Collected data entries:
+ + + +

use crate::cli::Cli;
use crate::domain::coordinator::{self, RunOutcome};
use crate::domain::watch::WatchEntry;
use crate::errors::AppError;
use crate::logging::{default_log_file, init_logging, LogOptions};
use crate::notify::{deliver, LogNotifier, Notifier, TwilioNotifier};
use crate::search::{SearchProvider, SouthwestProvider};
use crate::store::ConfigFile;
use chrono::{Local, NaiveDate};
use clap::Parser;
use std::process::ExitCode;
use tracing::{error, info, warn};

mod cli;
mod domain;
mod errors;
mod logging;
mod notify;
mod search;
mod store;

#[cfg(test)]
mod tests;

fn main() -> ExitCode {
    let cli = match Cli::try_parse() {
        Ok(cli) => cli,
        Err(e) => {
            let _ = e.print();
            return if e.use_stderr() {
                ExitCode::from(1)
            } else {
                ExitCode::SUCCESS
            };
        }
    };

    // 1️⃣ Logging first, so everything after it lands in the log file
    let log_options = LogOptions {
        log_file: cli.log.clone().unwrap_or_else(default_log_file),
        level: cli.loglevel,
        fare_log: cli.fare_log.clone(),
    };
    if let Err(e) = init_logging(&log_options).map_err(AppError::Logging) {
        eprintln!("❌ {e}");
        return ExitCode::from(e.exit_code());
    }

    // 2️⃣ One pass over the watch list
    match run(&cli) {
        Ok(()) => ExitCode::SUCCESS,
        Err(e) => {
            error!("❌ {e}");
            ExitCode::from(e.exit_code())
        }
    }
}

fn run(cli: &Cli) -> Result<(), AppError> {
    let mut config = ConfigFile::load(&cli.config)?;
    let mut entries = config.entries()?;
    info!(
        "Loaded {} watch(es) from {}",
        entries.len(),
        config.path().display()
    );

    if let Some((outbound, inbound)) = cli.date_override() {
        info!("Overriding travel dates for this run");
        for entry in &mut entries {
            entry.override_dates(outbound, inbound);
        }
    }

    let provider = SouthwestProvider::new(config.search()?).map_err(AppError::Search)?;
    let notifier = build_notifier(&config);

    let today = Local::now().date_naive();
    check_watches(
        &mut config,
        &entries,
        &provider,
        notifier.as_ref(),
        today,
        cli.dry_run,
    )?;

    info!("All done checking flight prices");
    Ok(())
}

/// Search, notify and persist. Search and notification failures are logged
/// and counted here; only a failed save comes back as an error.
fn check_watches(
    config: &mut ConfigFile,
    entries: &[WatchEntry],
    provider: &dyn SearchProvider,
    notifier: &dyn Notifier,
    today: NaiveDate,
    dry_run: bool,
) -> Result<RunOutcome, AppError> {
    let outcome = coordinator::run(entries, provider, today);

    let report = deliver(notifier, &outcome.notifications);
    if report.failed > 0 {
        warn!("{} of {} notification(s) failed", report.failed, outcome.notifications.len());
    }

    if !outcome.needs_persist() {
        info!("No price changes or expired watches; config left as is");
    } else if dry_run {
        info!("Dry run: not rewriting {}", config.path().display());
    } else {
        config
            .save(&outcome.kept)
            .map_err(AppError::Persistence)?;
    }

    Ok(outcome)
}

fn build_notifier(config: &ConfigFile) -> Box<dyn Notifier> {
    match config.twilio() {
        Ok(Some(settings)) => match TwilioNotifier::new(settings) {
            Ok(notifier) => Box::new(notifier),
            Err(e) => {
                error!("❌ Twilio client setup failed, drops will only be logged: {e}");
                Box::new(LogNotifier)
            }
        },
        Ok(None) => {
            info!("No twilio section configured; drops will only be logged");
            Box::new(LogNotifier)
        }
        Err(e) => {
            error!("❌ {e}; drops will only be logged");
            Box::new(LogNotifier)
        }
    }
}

+ + + +

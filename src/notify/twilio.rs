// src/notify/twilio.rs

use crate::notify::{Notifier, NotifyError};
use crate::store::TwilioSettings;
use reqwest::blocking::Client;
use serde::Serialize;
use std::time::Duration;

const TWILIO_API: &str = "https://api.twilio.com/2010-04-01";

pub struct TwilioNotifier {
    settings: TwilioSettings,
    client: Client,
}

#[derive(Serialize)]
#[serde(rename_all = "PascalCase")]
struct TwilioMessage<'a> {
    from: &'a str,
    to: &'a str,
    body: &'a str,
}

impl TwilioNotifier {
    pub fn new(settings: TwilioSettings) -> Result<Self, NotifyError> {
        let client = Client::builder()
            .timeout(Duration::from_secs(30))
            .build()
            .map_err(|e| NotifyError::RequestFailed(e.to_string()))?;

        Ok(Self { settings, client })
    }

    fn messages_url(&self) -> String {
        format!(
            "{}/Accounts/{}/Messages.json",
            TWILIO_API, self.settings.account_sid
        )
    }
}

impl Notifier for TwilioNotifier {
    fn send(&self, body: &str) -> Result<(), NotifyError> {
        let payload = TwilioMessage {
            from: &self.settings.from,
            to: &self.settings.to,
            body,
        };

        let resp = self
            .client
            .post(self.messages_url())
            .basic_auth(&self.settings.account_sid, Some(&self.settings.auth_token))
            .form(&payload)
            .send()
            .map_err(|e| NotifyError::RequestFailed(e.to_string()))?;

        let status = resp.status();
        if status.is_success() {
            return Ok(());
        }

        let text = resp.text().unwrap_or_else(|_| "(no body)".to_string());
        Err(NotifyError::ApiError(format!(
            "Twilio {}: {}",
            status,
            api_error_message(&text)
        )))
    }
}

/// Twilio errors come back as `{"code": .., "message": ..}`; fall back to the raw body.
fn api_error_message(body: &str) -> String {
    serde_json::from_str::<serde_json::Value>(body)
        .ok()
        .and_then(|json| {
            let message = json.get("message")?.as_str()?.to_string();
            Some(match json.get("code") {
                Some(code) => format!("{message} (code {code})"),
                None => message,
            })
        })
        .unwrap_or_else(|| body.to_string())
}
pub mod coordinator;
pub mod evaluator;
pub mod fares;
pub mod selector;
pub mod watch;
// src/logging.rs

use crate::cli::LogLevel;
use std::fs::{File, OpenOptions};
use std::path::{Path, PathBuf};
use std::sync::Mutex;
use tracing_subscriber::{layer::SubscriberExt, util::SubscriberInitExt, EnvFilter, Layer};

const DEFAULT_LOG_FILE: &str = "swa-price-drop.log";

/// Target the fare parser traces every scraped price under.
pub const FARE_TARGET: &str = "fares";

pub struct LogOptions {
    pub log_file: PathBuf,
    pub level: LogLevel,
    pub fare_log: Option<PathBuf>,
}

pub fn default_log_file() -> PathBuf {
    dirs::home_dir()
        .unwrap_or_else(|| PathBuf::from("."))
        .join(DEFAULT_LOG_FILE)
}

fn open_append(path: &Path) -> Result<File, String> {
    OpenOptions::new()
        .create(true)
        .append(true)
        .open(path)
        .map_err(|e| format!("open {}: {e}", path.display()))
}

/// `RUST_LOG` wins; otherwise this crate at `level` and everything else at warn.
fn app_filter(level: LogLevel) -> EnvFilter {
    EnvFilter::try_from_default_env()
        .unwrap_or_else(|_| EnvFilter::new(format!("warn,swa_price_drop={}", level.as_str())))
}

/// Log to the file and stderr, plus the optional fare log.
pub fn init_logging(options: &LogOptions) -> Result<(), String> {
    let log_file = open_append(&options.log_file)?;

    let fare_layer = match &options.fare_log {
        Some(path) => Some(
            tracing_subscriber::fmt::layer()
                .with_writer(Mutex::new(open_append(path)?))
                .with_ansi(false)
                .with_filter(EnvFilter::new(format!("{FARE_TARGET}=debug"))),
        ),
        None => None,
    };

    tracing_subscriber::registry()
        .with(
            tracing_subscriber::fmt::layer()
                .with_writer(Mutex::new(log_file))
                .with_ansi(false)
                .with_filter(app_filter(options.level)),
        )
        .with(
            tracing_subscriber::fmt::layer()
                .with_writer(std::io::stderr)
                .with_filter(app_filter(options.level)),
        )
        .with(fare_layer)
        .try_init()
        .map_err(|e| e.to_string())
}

+ + + +

Instructions for the task:
Print, from the entries above, the line with "use crate::cli::Cli;", the line with "use clap::Parser;" and all lines between them, exactly and with nothing else.

Solution for this task:
use crate::cli::Cli;
use crate::domain::coordinator::{self, RunOutcome};
use crate::domain::watch::WatchEntry;
use crate::errors::AppError;
use crate::logging::{default_log_file, init_logging, LogOptions};
use crate::notify::{deliver, LogNotifier, Notifier, TwilioNotifier};
use crate::search::{SearchProvider, SouthwestProvider};
use crate::store::ConfigFile;
use chrono::{Local, NaiveDate};
use clap::Parser;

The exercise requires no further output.